La Corte territoriale, nell’apprezzamento della credibilità del racconto del richiedente (che è stata esclusa a partire dalla stessa sua appartenenza alla chiesa domestica cinese c.d. “(OMISSIS)”), si è attenuta al principio di procedimentalizzazione legale della decisione avendo operato la propria valutazione (cfr. sintesi nel “Rilevato che”) alla stregua dei criteri indicati nel D.Lgs. n. 251 del 2007, art. 3, comma 5, prendendo in considerazione – con delibazione non già atomistica, ma complessiva – tutte le circostanze dedotte in giudizio, mentre le censure mosse con il ricorso (che non mettono in rilievo ulteriori e decisivi elementi di fatto la cui valutazione sarebbe stata pretermessa dal giudice di secondo grado; là dove, poi, il ricorrente non indica, in violazione dell’art. 366 c.p.c., comma 1, n. 6, dove e quando avrebbe prodotto nelle fasi di merito le attestazioni che proverebbero l’appartenenza alla chiesa domestica e la certificazione medica sulla sua condizione psicologica) sono orientate piuttosto a criticare l’apprezzamento di fatto riservato al giudice del merito, che, come detto, è quaestio facti, censurata (in modo inammissibile) alla luce del paradigma di cui al previgente art. 360 c.p.c., comma 1, n. 5, in guisa di vizio motivazionale e non di omesso esame di un fatto decisivo e discusso tra le parti.
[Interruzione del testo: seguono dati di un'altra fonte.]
//! Deterministic arena generation.
//!
//! Walls sit on every odd column and odd row, so each open tile always has an
//! open or destructible neighbour. Blocks are scattered over the remaining
//! tiles with a seeded PCG generator, keeping the four spawn corners clear.
//! The same seed always yields the same layout.

use std::collections::BTreeSet;

use blastforge_protocol::Cell;
use rand::{Rng, SeedableRng};
use rand_pcg::Pcg32;

use crate::SimConfig;

/// Indestructible walls and destructible blocks on a `cols × rows` grid.
///
/// The two sets are disjoint. Walls never change after generation; blocks
/// only ever shrink.
#[derive(Debug, Clone, PartialEq, Eq)]
pub struct MapLayout {
    cols: i32,
    rows: i32,
    walls: BTreeSet<Cell>,
    blocks: BTreeSet<Cell>,
}

impl MapLayout {
    /// An open arena with no walls or blocks.
    pub fn empty(cols: i32, rows: i32) -> Self {
        Self {
            cols,
            rows,
            walls: BTreeSet::new(),
            blocks: BTreeSet::new(),
        }
    }

    pub fn cols(&self) -> i32 {
        self.cols
    }

    pub fn rows(&self) -> i32 {
        self.rows
    }

    pub fn walls(&self) -> &BTreeSet<Cell> {
        &self.walls
    }

    pub fn blocks(&self) -> &BTreeSet<Cell> {
        &self.blocks
    }

    pub fn in_bounds(&self, cell: Cell) -> bool {
        (0..self.cols).contains(&cell.x) && (0..self.rows).contains(&cell.y)
    }

    pub fn is_wall(&self, cell: Cell) -> bool {
        self.walls.contains(&cell)
    }

    pub fn is_block(&self, cell: Cell) -> bool {
        self.blocks.contains(&cell)
    }

    /// Walls and blocks both stop movement.
    pub fn is_solid(&self, cell: Cell) -> bool {
        self.is_wall(cell) || self.is_block(cell)
    }

    /// Adds a wall, displacing any block on that tile.
    pub fn insert_wall(&mut self, cell: Cell) {
        self.blocks.remove(&cell);
        self.walls.insert(cell);
    }

    /// Adds a block unless the tile is a wall. Returns whether it was added.
    pub fn insert_block(&mut self, cell: Cell) -> bool {
        !self.walls.contains(&cell) && self.blocks.insert(cell)
    }

    /// Destroys a block. Returns whether one was there.
    pub fn remove_block(&mut self, cell: Cell) -> bool {
        self.blocks.remove(&cell)
    }
}

/// Builds [`MapLayout`]s from a seed.
#[derive(Debug, Clone, PartialEq)]
pub struct MapGenerator {
    cols: i32,
    rows: i32,
    block_chance: f64,
    safe_zone: i32,
}

impl MapGenerator {
    pub fn new(config: &SimConfig) -> Self {
        Self {
            cols: config.cols(),
            rows: config.rows(),
            block_chance: config.block_chance.clamp(0.0, 1.0),
            safe_zone: config.safe_zone,
        }
    }

    /// Produces the layout for `seed`. Pure: equal seeds give equal layouts.
    pub fn generate(&self, seed: u64) -> MapLayout {
        let mut layout = MapLayout::empty(self.cols, self.rows);
        self.regenerate(&mut layout, seed);
        layout
    }

    /// Refills `layout` in place for `seed`, discarding whatever it held.
    pub fn regenerate(&self, layout: &mut MapLayout, seed: u64) {
        layout.cols = self.cols;
        layout.rows = self.rows;
        layout.walls.clear();
        layout.blocks.clear();

        for x in (1..self.cols).step_by(2) {
            for y in (1..self.rows).step_by(2) {
                layout.walls.insert(Cell::new(x, y));
            }
        }

        let mut rng = Pcg32::seed_from_u64(seed);
        for x in 0..self.cols {
            for y in 0..self.rows {
                let cell = Cell::new(x, y);
                if layout.walls.contains(&cell) || self.in_spawn_zone(cell) {
                    continue;
                }
                if rng.random_bool(self.block_chance) {
                    layout.blocks.insert(cell);
                }
            }
        }

        tracing::debug!(
            seed,
            walls = layout.walls.len(),
            blocks = layout.blocks.len(),
            "map generated"
        );
    }

    /// Whether `cell` lies in one of the four corner squares kept free of
    /// blocks so every player can move and bomb on the first tick.
    pub fn in_spawn_zone(&self, cell: Cell) -> bool {
        let near_left = cell.x < self.safe_zone;
        let near_right = cell.x >= self.cols - self.safe_zone;
        let near_top = cell.y < self.safe_zone;
        let near_bottom = cell.y >= self.rows - self.safe_zone;
        (near_left || near_right) && (near_top || near_bottom)
    }
}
3. – Ne consegue l’inammissibilità del ricorso.

Non occorre provvedere alla regolamentazione delle spese del giudizio di legittimità in assenza di attività difensiva della parte intimata.

PQM

dichiara inammissibile il ricorso.

Ai sensi del D.P.R. n. 115 del 2002, art. 13, comma 1 quater, dà atto della sussistenza dei presupposti per il versamento, da parte del ricorrente, dell’ulteriore importo a titolo di contributo unificato pari a quello dovuto per il ricorso, a norma del citato art. 13, comma 1-bis, se dovuto.

Così deciso in Roma, nella Camera di consiglio della Sezione Terza Civile della Corte Suprema di Cassazione, il 4 novembre 2020.